YOUR OBJECTIVE: Look through the entries below and report how many lines hold the string "remaining". Only the number is wanted.

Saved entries
//! Character sheet scenarios
//!
//! Stats, adjustments, rest and status effects over HTTP

use serde_json::json;

use crate::harness::TestServer;

/// Test: set stats fills every pool but IP
#[tokio::test]
async fn test_set_stats_refills() {
    let server = TestServer::start().await.expect("Failed to start server");
    let alice = server.client_named("alice", "Alice");

    let sheet = alice.set_stats("Brannoc", 30, 12, 5).await.unwrap();
    assert_eq!(sheet["character_name"], "Brannoc");
    assert_eq!(sheet["display_name"], "Alice");
    assert_eq!(sheet["hp"]["current"], 30);
    assert_eq!(sheet["hp"]["max"], 30);
    assert_eq!(sheet["mp"]["current"], 12);
    assert_eq!(sheet["armor"]["current"], 2);
    assert_eq!(sheet["ip"]["current"], 0);
    assert_eq!(sheet["ip"]["max"], 5);
}

/// Test: damage past zero is kept, healing past max is kept
#[tokio::test]
async fn test_adjust_is_unclamped() {
    let server = TestServer::start().await.expect("Failed to start server");
    let alice = server.client_as("alice");
    alice.set_stats("Brannoc", 10, 4, 3).await.unwrap();

    let change = alice
        .post_ok("/players/alice/adjust", &json!({"kind": "hp", "amount": -15}))
        .await
        .unwrap();
    assert_eq!(change["before"], 10);
    assert_eq!(change["after"], -5);
    assert_eq!(change["max"], 10);

    let change = alice
        .post_ok("/players/alice/adjust", &json!({"kind": "hp", "amount": 20}))
        .await
        .unwrap();
    assert_eq!(change["after"], 15);
}

/// Test: "full" and "zero" set the pool outright
#[tokio::test]
async fn test_adjust_full_and_zero() {
    let server = TestServer::start().await.expect("Failed to start server");
    let alice = server.client_as("alice");
    alice.set_stats("Brannoc", 10, 4, 3).await.unwrap();

    let change = alice
        .post_ok("/players/alice/adjust", &json!({"kind": "ip", "amount": "full"}))
        .await
        .unwrap();
    assert_eq!(change["after"], 3);

    let change = alice
        .post_ok("/players/alice/adjust", &json!({"kind": "MP", "amount": "zero"}))
        .await
        .unwrap();
    assert_eq!(change["before"], 4);
    assert_eq!(change["after"], 0);
}

/// Test: a player with no sheet is created on first adjustment
#[tokio::test]
async fn test_adjust_creates_sheet() {
    let server = TestServer::start().await.expect("Failed to start server");
    let bob = server.client_named("bob", "Bob");

    let change = bob
        .post_ok("/players/bob/adjust", &json!({"kind": "barrier", "amount": 2}))
        .await
        .unwrap();
    assert_eq!(change["before"], 0);
    assert_eq!(change["after"], 2);

    let sheet = bob.get_ok("/players/bob").await.unwrap();
    assert_eq!(sheet["display_name"], "Bob");
    assert_eq!(sheet["barrier"]["current"], 2);
}

/// Test: unknown resource names are rejected
#[tokio::test]
async fn test_adjust_rejects_unknown_resource() {
    let server = TestServer::start().await.expect("Failed to start server");
    let alice = server.client_as("alice");

    let resp = alice
        .post("/players/alice/adjust", &json!({"kind": "stamina", "amount": 1}))
        .await
        .unwrap();
    assert_eq!(resp.status(), 400);
    let body: serde_json::Value = resp.json().await.unwrap();
    assert_eq!(body["kind"], "invalid_input");
}

/// Test: rest restores everything except IP
#[tokio::test]
async fn test_rest_skips_ip() {
    let server = TestServer::start().await.expect("Failed to start server");
    let alice = server.client_as("alice");
    alice.set_stats("Brannoc", 10, 4, 3).await.unwrap();

    alice
        .post_ok("/players/alice/adjust", &json!({"kind": "hp", "amount": -7}))
        .await
        .unwrap();
    alice
        .post_ok("/players/alice/adjust", &json!({"kind": "ip", "amount": 2}))
        .await
        .unwrap();

    let changes = alice.post_ok("/players/alice/rest", &json!({})).await.unwrap();
    let kinds: Vec<&str> = changes
        .as_array()
        .unwrap()
        .iter()
        .map(|c| c["kind"].as_str().unwrap())
        .collect();
    assert!(!kinds.contains(&"ip"));

    let sheet = alice.get_ok("/players/alice").await.unwrap();
    assert_eq!(sheet["hp"]["current"], 10);
    assert_eq!(sheet["ip"]["current"], 2);
}

/// Test: statuses tick down on the owner's turn and expire at zero
#[tokio::test]
async fn test_status_lifecycle() {
    let server = TestServer::start().await.expect("Failed to start server");
    let alice = server.client_as("alice");
    alice.set_stats("Brannoc", 10, 4, 3).await.unwrap();

    let resp = alice
        .put("/players/alice/status", &json!({"name": "Bleed", "duration": 2}))
        .await
        .unwrap();
    assert_eq!(resp.status(), 200);
    let body: serde_json::Value = resp.json().await.unwrap();
    assert_eq!(body["updated"], false);

    // Same name, different case: replaces the duration
    let resp = alice
        .put("/players/alice/status", &json!({"name": "bleed", "duration": 3}))
        .await
        .unwrap();
    let body: serde_json::Value = resp.json().await.unwrap();
    assert_eq!(body["updated"], true);

    let report = alice.post_ok("/players/alice/turn", &json!({})).await.unwrap();
    assert_eq!(report["remaining"][0]["remaining"], 2);
    alice.post_ok("/players/alice/turn", &json!({})).await.unwrap();
    let report = alice.post_ok("/players/alice/turn", &json!({})).await.unwrap();
    assert_eq!(report["expired"][0]["name"], "Bleed");
    assert!(report["remaining"].as_array().unwrap().is_empty());
}

/// Test: removing a status that is not there is a 404
#[tokio::test]
async fn test_remove_status() {
    let server = TestServer::start().await.expect("Failed to start server");
    let alice = server.client_as("alice");
    alice.set_stats("Brannoc", 10, 4, 3).await.unwrap();
    alice
        .put("/players/alice/status", &json!({"name": "Haste", "duration": 2}))
        .await
        .unwrap();

    let resp = alice.delete("/players/alice/status/haste").await.unwrap();
    assert_eq!(resp.status(), 204);

    let resp = alice.delete("/players/alice/status/haste").await.unwrap();
    assert_eq!(resp.status(), 404);
}

/// Test: deleting a sheet makes it unknown
#[tokio::test]
async fn test_delete_player() {
    let server = TestServer::start().await.expect("Failed to start server");
    let alice = server.client_as("alice");
    alice.set_stats("Brannoc", 10, 4, 3).await.unwrap();

    let resp = alice.delete("/players/alice").await.unwrap();
    assert_eq!(resp.status(), 200);

    let resp = alice.get("/players/alice").await.unwrap();
    assert_eq!(resp.status(), 404);
}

WRITTEN ANSWER: 2